[CCWG-ACCT] [Acct-Legal] Memo - Revised Powers Chart, Voluntary Model

Kavouss Arasteh kavouss.arasteh at gmail.com
Mon Jun 15 20:43:18 UTC 2015


Dear All,
I wrote
Customary law
Tks
Kavousd

Sent from my iPhone

> On 15 Jun 2015, at 22:16, Dr Eberhard W Lisse <el at lisse.NA> wrote:
> 
> Dear Co-Chairs,
> 
> International law has nothing to do with this.

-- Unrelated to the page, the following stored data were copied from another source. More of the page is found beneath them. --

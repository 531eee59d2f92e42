use std::env;
use std::time::Duration;

use crate::services::{AssignmentPolicy, SelfReview};

/// Application configuration loaded from environment variables
#[derive(Debug, Clone)]
pub struct Config {
    /// Database connection URL
    pub database_url: String,
    /// Maximum database connections in pool
    pub database_max_connections: u32,
    /// Server host address
    pub host: String,
    /// Server port
    pub port: u16,
    /// Deadline for one create/reassign/merge in milliseconds (0 disables)
    pub assignment_timeout_ms: u64,
    /// Postgres lock_timeout for row-lock waits in milliseconds (0 disables)
    pub lock_timeout_ms: u64,
    /// Fixed seed for reviewer selection; entropy when unset
    pub reviewer_selection_seed: Option<u64>,
    /// Whether the author may review their own pull request
    pub self_review: SelfReview,
}

impl Config {
    /// Load configuration from environment variables
    pub fn from_env() -> Result<Self, ConfigError> {
        Self::from_lookup(|key| env::var(key).ok())
    }

    fn from_lookup(lookup: impl Fn(&str) -> Option<String>) -> Result<Self, ConfigError> {
        let database_url =
            lookup("DATABASE_URL").ok_or(ConfigError::MissingEnvVar("DATABASE_URL"))?;

        let database_max_connections = lookup("DATABASE_MAX_CONNECTIONS")
            .unwrap_or_else(|| "10".to_string())
            .parse()
            .map_err(|_| ConfigError::InvalidValue("DATABASE_MAX_CONNECTIONS"))?;

        let host = lookup("HOST").unwrap_or_else(|| "127.0.0.1".to_string());

        let port = lookup("PORT")
            .unwrap_or_else(|| "8080".to_string())
            .parse()
            .map_err(|_| ConfigError::InvalidValue("PORT"))?;

        let assignment_timeout_ms = lookup("ASSIGNMENT_TIMEOUT_MS")
            .unwrap_or_else(|| "5000".to_string())
            .parse()
            .map_err(|_| ConfigError::InvalidValue("ASSIGNMENT_TIMEOUT_MS"))?;

        let lock_timeout_ms = lookup("LOCK_TIMEOUT_MS")
            .unwrap_or_else(|| "0".to_string())
            .parse()
            .map_err(|_| ConfigError::InvalidValue("LOCK_TIMEOUT_MS"))?;

        let reviewer_selection_seed = lookup("REVIEWER_SELECTION_SEED")
            .map(|raw| raw.parse())
            .transpose()
            .map_err(|_| ConfigError::InvalidValue("REVIEWER_SELECTION_SEED"))?;

        let self_review = match lookup("SELF_REVIEW") {
            Some(raw) => raw
                .parse()
                .map_err(|_| ConfigError::InvalidValue("SELF_REVIEW"))?,
            None => SelfReview::default(),
        };

        Ok(Self {
            database_url,
            database_max_connections,
            host,
            port,
            assignment_timeout_ms,
            lock_timeout_ms,
            reviewer_selection_seed,
            self_review,
        })
    }

    pub fn assignment_policy(&self) -> AssignmentPolicy {
        AssignmentPolicy {
            self_review: self.self_review,
            deadline: millis(self.assignment_timeout_ms),
        }
    }

    pub fn lock_timeout(&self) -> Option<Duration> {
        millis(self.lock_timeout_ms)
    }
}

fn millis(ms: u64) -> Option<Duration> {
    (ms > 0).then(|| Duration::from_millis(ms))
}

#[derive(Debug, thiserror::Error)]
pub enum ConfigError {
    #[error("Missing required environment variable: {0}")]
    MissingEnvVar(&'static str),
    #[error("Invalid value for environment variable: {0}")]
    InvalidValue(&'static str),
}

And I think we have
> discussed what International law does/is previously.
> 
> el
> 
>> On 2015-06-15 21:11 , Kavouss Arasteh wrote:
>> Becky
>> Thank you for reply,
>> According to all applicable international law every organisation ,
>> state, institution  has a Constitution, convention, charter and ,,,, the
>> Bylaws is the ICANN charter which governs its activities.
>> It is NOT a contract at all . From international customary law the
>> definition of contract is quite different from the charter, convention,
>> treaty, agreement .
>> ICANN community are spread over the whole  world and  should not be
>> subordinated to  something which inconsistent with all norms rules .
>> Regards
>> Kavouss
>> 
>> Sent from my iPhone
>> 
>> On 15 Jun 2015, at 20:23, Burr, Becky <Becky.Burr at neustar.biz
>> <mailto:Becky.Burr at neustar.biz>> wrote:
>> 
>>> Re my previous comment:
>>> 
>>>>>    As I understand it, Courts view the bylaws as a contract 
>>>>>    between a corporation and its members/shareholders.  If
>>>>>    ICANN  has no members, the bylaws are not a contract with
>>>>>    anyone, so the only party with authority to enforce would be the
>>>>>    Attorney General.  (As discussed elsewhere, this is extremely
>>>>>    unlikely to happen outside of a fraud/corruption situation.)
>>> To Kavouss – my comment is simply a restatement of applicable law, and
>>> how the Courts in the US would interpret the Board’s obligations in
>>> the Bylaws.   I was not taking any position on whether this is good,
>>> bad, desirable, not, etc.
>>> 
>>> To Chris re infinite regress.  Ultimately, yes.  
>>> 
>>> On the question of IRP/arbitration v. court, I am now quite confident
>>> that as a matter of law we should be able to require members to
>>> resolve disputes – including disputes related to breach of charitable
>>> trust/fiduciary duty – through the IRP.  There are no guarantees in
>>> life, however, and courts in California – just like courts anywhere in
>>> the world – sometimes do surprising things.  But putting aside some
>>> real corner cases, the Federal Arbitration Act, as interpreted by the
>>> US Supreme Court, is increasingly deferential to properly crafted
>>> choice of forum provisions in contracts, including bylaws in
>>> company/shareholder/member disputes.
>>> 
>>> So we should take the “endless litigation” and decisions by California
>>> courts out of the debate on the “voluntary/cooperative” model vs. the
>>> “enforcement/membership” model please.  I know that won’t resolve the
>>> debate, but try to focus on other concerns.